Comments on the Quality of English Language

ok

Author Response

Thank you very much for taking the time to review this manuscript. Please find the detailed responses below and the corresponding revisions/corrections to your comments.

Comment 1: How does QEFIRA contribute to validating system behavior in safety-critical applications, particularly in the automotive industry? 
Response 1: The developed tool, QEFIRA, is based on QEMU, which is an instruction-accurate simulator that allows system behavior to be emulated with the help of software-implemented models. Naturely, the usage of simulation allows to validate system behavior in a non-destructive testing environment, assuming that the system model is well established and capable of providing significantly accurate results. The state-of-the-art shows that simulation is a well-rounded technique for validation for several domains within and outside the safety spectrum.
The QEFIRA tool extends the mentioned simulator to focus on validating system behavior by providing faulty stimuli that is destructive in hardware and impossible in software-based testing. This type of testing is particularly important in safety-critical applications since fault-tolerance mechanisms need to be tested for their correctness and evaluated against RHF’s. This way, QEFIRA aids developers to evaluate safety mechanisms by providing user-friend input schema for running fault injection campaigns and retrieve the resulting system output in a graphical manner.
Considering the automotive industry, QEFIRA provides the ability to provoke the failure modes suggested in the ISO 26262 standard. Furthermore, the metrics provided by each fault campaign can be used to retrieve ISO 262626 compliant metrics for safety mechanisms.

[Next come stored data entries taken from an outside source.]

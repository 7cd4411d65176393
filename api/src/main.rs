use std::{net::SocketAddr, str::FromStr, sync::Arc};

use clap::Parser;
use kurdmed_api::{
    application::http::server::http_server::{router, state},
    args::{Args, LogArgs},
};
use tracing::info;
use tracing_subscriber::EnvFilter;

fn init_logger(args: &LogArgs) {
    let filter = args.filter.parse::<EnvFilter>().unwrap_or_else(|err| {
        eprintln!("invalid log filter {:?}: {}, falling back to info", args.filter, err);
        EnvFilter::new("info")
    });

    let subscriber = tracing_subscriber::fmt().with_env_filter(filter);
    if args.json {
        subscriber.json().init();
    } else {
        subscriber.init();
    }
}

#[tokio::main]
async fn main() -> Result<(), anyhow::Error> {
    dotenv::dotenv().ok();

    let args = Arc::new(Args::parse());
    init_logger(&args.log);

    let app_state = state(args.clone()).await?;
    let router = router(app_state)?;

    let addr = SocketAddr::from_str(&format!("{}:{}", args.server.host, args.server.port))?;
    info!("listening on {}", addr);

    axum_server::bind(addr)
        .serve(router.into_make_service())
        .await?;

    Ok(())
}
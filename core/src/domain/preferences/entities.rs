use std::{fmt, str::FromStr};

use serde::{Deserialize, Serialize};
use utoipa::ToSchema;

use crate::domain::{common::entities::app_errors::CoreError, localization::Language};

pub const THEME_SLOT: &str = "theme";
pub const LANGUAGE_SLOT: &str = "language";
pub const ONBOARDING_SLOT: &str = "kurdMedOnboardingComplete";

#[derive(Debug, Clone, Copy, PartialEq, Eq, Default, Serialize, Deserialize, ToSchema)]
#[serde(rename_all = "lowercase")]
pub enum Theme {
    #[default]
    Light,
    Dark,
}

impl Theme {
    pub fn as_str(&self) -> &'static str {
        match self {
            Theme::Light => "light",
            Theme::Dark => "dark",
        }
    }
}

impl fmt::Display for Theme {
    fn fmt(&self, f: &mut fmt::Formatter<'_>) -> fmt::Result {
        f.write_str(self.as_str())
    }
}

impl FromStr for Theme {
    type Err = CoreError;

    fn from_str(s: &str) -> Result<Self, Self::Err> {
        match s {
            "light" => Ok(Theme::Light),
            "dark" => Ok(Theme::Dark),
            _ => Err(CoreError::Invalid),
        }
    }
}

#[derive(Debug, Clone, Copy, PartialEq, Eq, Serialize, Deserialize, ToSchema)]
#[serde(rename_all = "camelCase")]
pub struct Preferences {
    pub theme: Theme,
    pub language: Language,
    pub onboarding_complete: bool,
}

/// Fields left as `None` keep their stored value.
#[derive(Debug, Clone, Copy, Default, PartialEq, Eq, Serialize, Deserialize, ToSchema)]
#[serde(rename_all = "camelCase")]
pub struct PreferenceUpdate {
    pub theme: Option<Theme>,
    pub language: Option<Language>,
    pub onboarding_complete: Option<bool>,
}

Comment 2: In what ways does QEFIRA align with the failure modes proposed by Part 11 of the ISO 26262 standard? 
Response 2: The tool is able to emulate fault behavior that fits the ISO 26262 standard. Regarding fault models, they can be permanent stuck-at or transient. The Part 11 of the standard dictates that digital fault models include both permanent (described as stuck-at, open-circuit and bridging) and transient (described as SET, SEU, SBU, MCU, and MBU). QEFIRA is able to emulate the SEU transient fault model and the stuck-at fault model for permanent faults. Regarding fault location, it tackles the ability to inject faults in common IP blocks, such as CPU, CPU_INTH, ICU, DMA and memory. These common IP blocks are present on Table 30 of Part 11 of the standard. 
Under this same table, there is a guideline on what to consider as a failure mode for the IP. By using QEFIRA’s ability to inject faults into runtime, the user can create a fault experiment that attends to the failure modes presented in the table for each IP block. We have assisted on using QEFIRA to reach the failure modes by providing a  table that contains guidelines on how to reach the failure modes using the fault models supported by QEFIRA.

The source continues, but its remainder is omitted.